6. Tag: New Territories; Langer Marsch,
kleiner Arsch...
„Je länger der Marsch,
desto kleiner der Arsch.“
Ursula lehnte sich zum Fenster, das zwei Zentimeter geöffnet war,
als wollte sie kuscheln, hielt sich am Griff fest, und hob ihren an, etwas nur,
so, daß man die spannende Falte zwischen beiden Hügeln der New Territories sehen konnte.
Der Taxifahrer war auf
meiner Seite. Vorne rechts. Mit dem Ausdruck, den er dem Innenspiegel zum
Handeln anbot, wie es nur Taxifahrer tun konnten, wenn ihnen etwas auffiel, was
Passagiere nie sehen konnten, oder was hinter ihnen vorging, drehte er die
Klimaanlage hoch.
Je länger der
Marsch, desto kleiner der Arsch. Aber Ursula sah nicht so aus, als hätten ihre
Beine je viel gesehen beim Gehen. Ich sagte nichts. Ich rückte ab. So laut
jedoch, daß Ursula mein Schweigen
schon für ein Gespräch hielt. Gespür.
Gespür.
An Gespür dachte ich.
Hong Kong winkte noch einmal mit seinen Wolkenhäuserhänden, dann
verschwand es schon hinter der nächst besten Kurve. Wie es nur Städte
tun konnten. Mit dem Ausdruck eines Taxifahrers, den Hong Kong zum
Handeln anbot, wenn auffiel, daß Passagiere es hinter sich ließen. Städte sind
immer dann so unwiderstehlich erregend, dann, genau dann, wenn man sie verläßt,
vielleicht, vielleicht, weil man sich selbst zurück läßt und nur der
Körper weggeht, und man sich ohne beides selbst vermißt, weil man sich so halb
nicht vorstellen könnte.
„Er setzt sich immer nackt mit steifen Pimmel in sein Teehaus, starrt auf den Steingarten hinaus und steckt sich den Griff eines blöden Samurai-Schwertes in den Arsch. ‚Seppuku! Seppuku!‘ schreit er dabei.“, fuhr Ursula fort. Langer Marsch. Doch noch fuhren wir.

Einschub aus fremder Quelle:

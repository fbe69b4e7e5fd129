//! 計劃約束：人工指定量、平準化產率、最小批量

use plan_core::{ManualOverride, Period, Warning};
use rust_decimal::Decimal;
use std::collections::BTreeMap;

/// 人工指定量集合（產品 × 期間）
///
/// 同一 (產品, 期間) 重複指定時以最後一筆為準。
#[derive(Debug, Clone, Default, PartialEq)]
pub struct OverrideSet {
    pinned: BTreeMap<(String, Period), Decimal>,
}

impl OverrideSet {
    pub fn new(overrides: &[ManualOverride]) -> Self {
        let pinned = overrides
            .iter()
            .map(|o| ((o.product_id.clone(), o.period), o.planned_qty))
            .collect();
        Self { pinned }
    }

    pub fn get(&self, product_id: &str, period: Period) -> Option<Decimal> {
        self.pinned.get(&(product_id.to_string(), period)).copied()
    }

    pub fn len(&self) -> usize {
        self.pinned.len()
    }

    pub fn is_empty(&self) -> bool {
        self.pinned.is_empty()
    }

    /// 不在計劃範圍內（未知產品或期間超出範圍）的指定量，以警告回報
    pub fn unmatched(&self, horizons: &BTreeMap<String, Vec<Period>>) -> Vec<Warning> {
        self.pinned
            .keys()
            .filter(|(product, period)| {
                !horizons
                    .get(product)
                    .is_some_and(|horizon| horizon.contains(period))
            })
            .map(|(product, period)| {
                Warning::warning(
                    product.as_str(),
                    format!("{period} 的人工指定量不在計劃範圍內，已忽略"),
                )
            })
            .collect()
    }
}

/// 平準化產率
///
/// 能滿足每個期間累計需求（含目標庫存）的最小固定產率，向上取整到整數。
pub fn level_rate(
    forecasts: &[Decimal],
    targets: &[Decimal],
    opening: Decimal,
    incoming: &[Decimal],
) -> Decimal {
    let mut cumulative_demand = Decimal::ZERO;
    let mut cumulative_supply = opening;
    let mut rate = Decimal::ZERO;

    for (t, forecast) in forecasts.iter().enumerate() {
        cumulative_demand += *forecast;
        cumulative_supply += incoming.get(t).copied().unwrap_or(Decimal::ZERO);
        let target = targets.get(t).copied().unwrap_or(Decimal::ZERO);

        let requirement = cumulative_demand + target - cumulative_supply;
        if requirement > Decimal::ZERO {
            rate = rate.max(requirement / Decimal::from(t + 1));
        }
    }

    rate.ceil()
}

/// 套用最小生產批量：有生產時至少一批，並向上取整到批量倍數
pub fn apply_min_batch(quantity: Decimal, batch: Option<Decimal>) -> Decimal {
    match batch {
        Some(batch) if quantity > Decimal::ZERO && batch > Decimal::ZERO => {
            plan_core::quantity::ceil_to_multiple(quantity.max(batch), batch)
        }
        _ => quantity,
    }
}
//! 產能模型

use rust_decimal::Decimal;
use serde::{Deserialize, Serialize};
use std::collections::BTreeMap;

use crate::quantity::ensure_non_negative;
use crate::{Period, Result};

/// 產能記錄（某資源在某期間的最大產出）
#[derive(Debug, Clone, PartialEq, Serialize, Deserialize)]
pub struct CapacityRecord {
    /// 資源ID（產線/工作中心）
    pub resource_id: String,

    /// 期間
    pub period: Period,

    /// 最大產出單位
    pub max_units: Decimal,
}

impl CapacityRecord {
    pub fn new(resource_id: impl Into<String>, period: Period, max_units: Decimal) -> Result<Self> {
        let resource_id = resource_id.into();
        ensure_non_negative(&resource_id, "max_units", max_units)?;
        Ok(Self {
            resource_id,
            period,
            max_units,
        })
    }
}

/// 產能表：資源ID -> 期間 -> 最大產出
///
/// 同一資源同一期間有多筆記錄時產能累加（例如多個班次）。
#[derive(Debug, Clone, Default, PartialEq, Serialize, Deserialize)]
pub struct CapacityTable {
    ceilings: BTreeMap<String, BTreeMap<Period, Decimal>>,
}

impl CapacityTable {
    pub fn new() -> Self {
        Self::default()
    }

    pub fn from_records(records: impl IntoIterator<Item = CapacityRecord>) -> Self {
        let mut table = Self::new();
        for record in records {
            table.insert(record);
        }
        table
    }

    pub fn insert(&mut self, record: CapacityRecord) {
        *self
            .ceilings
            .entry(record.resource_id)
            .or_default()
            .entry(record.period)
            .or_insert(Decimal::ZERO) += record.max_units;
    }

    pub fn has_resource(&self, resource_id: &str) -> bool {
        self.ceilings.contains_key(resource_id)
    }

    pub fn resources(&self) -> impl Iterator<Item = &str> {
        self.ceilings.keys().map(String::as_str)
    }

    /// 資源在期間的產能上限；沒有記錄時為 None
    pub fn ceiling(&self, resource_id: &str, period: Period) -> Option<Decimal> {
        self.ceilings
            .get(resource_id)
            .and_then(|periods| periods.get(&period))
            .copied()
    }

    /// 解析產品使用的資源
    ///
    /// 順序：明確指派 -> 與產品同名的資源 -> 預設資源。
    pub fn resolve_resource(
        &self,
        product_id: &str,
        assignments: &BTreeMap<String, String>,
        default_resource: Option<&str>,
    ) -> Option<String> {
        if let Some(resource) = assignments.get(product_id) {
            return Some(resource.clone());
        }
        if self.has_resource(product_id) {
            return Some(product_id.to_string());
        }
        default_resource
            .filter(|r| self.has_resource(r))
            .map(str::to_string)
    }

    pub fn is_empty(&self) -> bool {
        self.ceilings.is_empty()
    }
}
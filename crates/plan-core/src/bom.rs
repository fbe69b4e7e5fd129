//! BOM 邊

use rust_decimal::Decimal;
use serde::{Deserialize, Serialize};

use crate::{PlanError, Result};

/// BOM 關係：一單位 parent 需要 quantity_per_unit 單位 child
#[derive(Debug, Clone, PartialEq, Serialize, Deserialize)]
pub struct BomEdge {
    pub parent_id: String,
    pub child_id: String,
    pub quantity_per_unit: Decimal,
}

impl BomEdge {
    /// 創建 BOM 邊（用量必須大於 0，且不可自我引用）
    pub fn new(
        parent_id: impl Into<String>,
        child_id: impl Into<String>,
        quantity_per_unit: Decimal,
    ) -> Result<Self> {
        let parent_id = parent_id.into();
        let child_id = child_id.into();

        if quantity_per_unit < Decimal::ZERO {
            return Err(PlanError::NegativeQuantity {
                entity: format!("{parent_id}->{child_id}"),
                field: "quantity_per_unit",
                value: quantity_per_unit,
            });
        }
        if quantity_per_unit == Decimal::ZERO {
            return Err(PlanError::InvalidParameter(format!(
                "{parent_id}->{child_id} 的用量必須大於 0"
            )));
        }
        if parent_id == child_id {
            return Err(PlanError::CyclicBom {
                path: vec![parent_id.clone(), child_id],
            });
        }

        Ok(Self {
            parent_id,
            child_id,
            quantity_per_unit,
        })
    }
}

„Rille für Rille. Dann weiß ich, daß der Tee zu grün war oder die Tasse zu kalt. Oder das Leben zu alt. Er zieht es dann heraus, leckt es ab und rührt den Zucker damit um. Wenn er nur mal die Schneide benutzte, dann! Ja, dann wär' er mal ein Mann! Doch dann hockt er nur da und flennt wie ein kleines Kind, das er vorher geprügelt hat. Danach muß ich ihn prügeln. So richtig, mit der flachen Hand. Keine Paddel. Nee, er will echte Gefühle. Spüren! Und, Du nennst mich Nutte? Kleine, miese Nutte? A-gäh-weg!“
Ursula wischte sich mit Zeigefinger und Daumen-U Tropfen von der Nase. Aus der sie laufen, gerade dann, wenn man sie nicht erwartete oder es keinen anderen Grund gab, außer zu wischen, da man erregt war, oder erkältet. Das Seitenfenster surrte hoch, im gleichen Maße, da es dem Fahrer zu warm wurde, und Ursulas Lider klappten zu. Bei jeder Bodenwelle lappten sie wieder auf, und wieder zu.
Shock-Absorber.
Ich dachte nun an
meinen Trolley im Kofferraum. An meinen blauen Overall. Und
an meine blitzglänzende Wasserrohrzange. An mein Rückflugticket.
An Miss JayJay*. An Frau Kwong*. Den Bambushain.
Und... an Ganesha.
Aber – wieder eine
Bodenwelle – dachten all die Dinge dort, die ich hinter mir klappern
hörte, auch an mich?
Der Trolley? Der
Overall? Die Wasserrohrzange? Das Rückflugticket? Der Bambushain? Miss
Jay Jay und Frau Kwong? Und Ganesha?
Ursula.
Ursula dachte an mich.
Mit ihrer Neonschminke, dem Hammerschlag–Lipgloss und diesem Mosaik-Nagellack.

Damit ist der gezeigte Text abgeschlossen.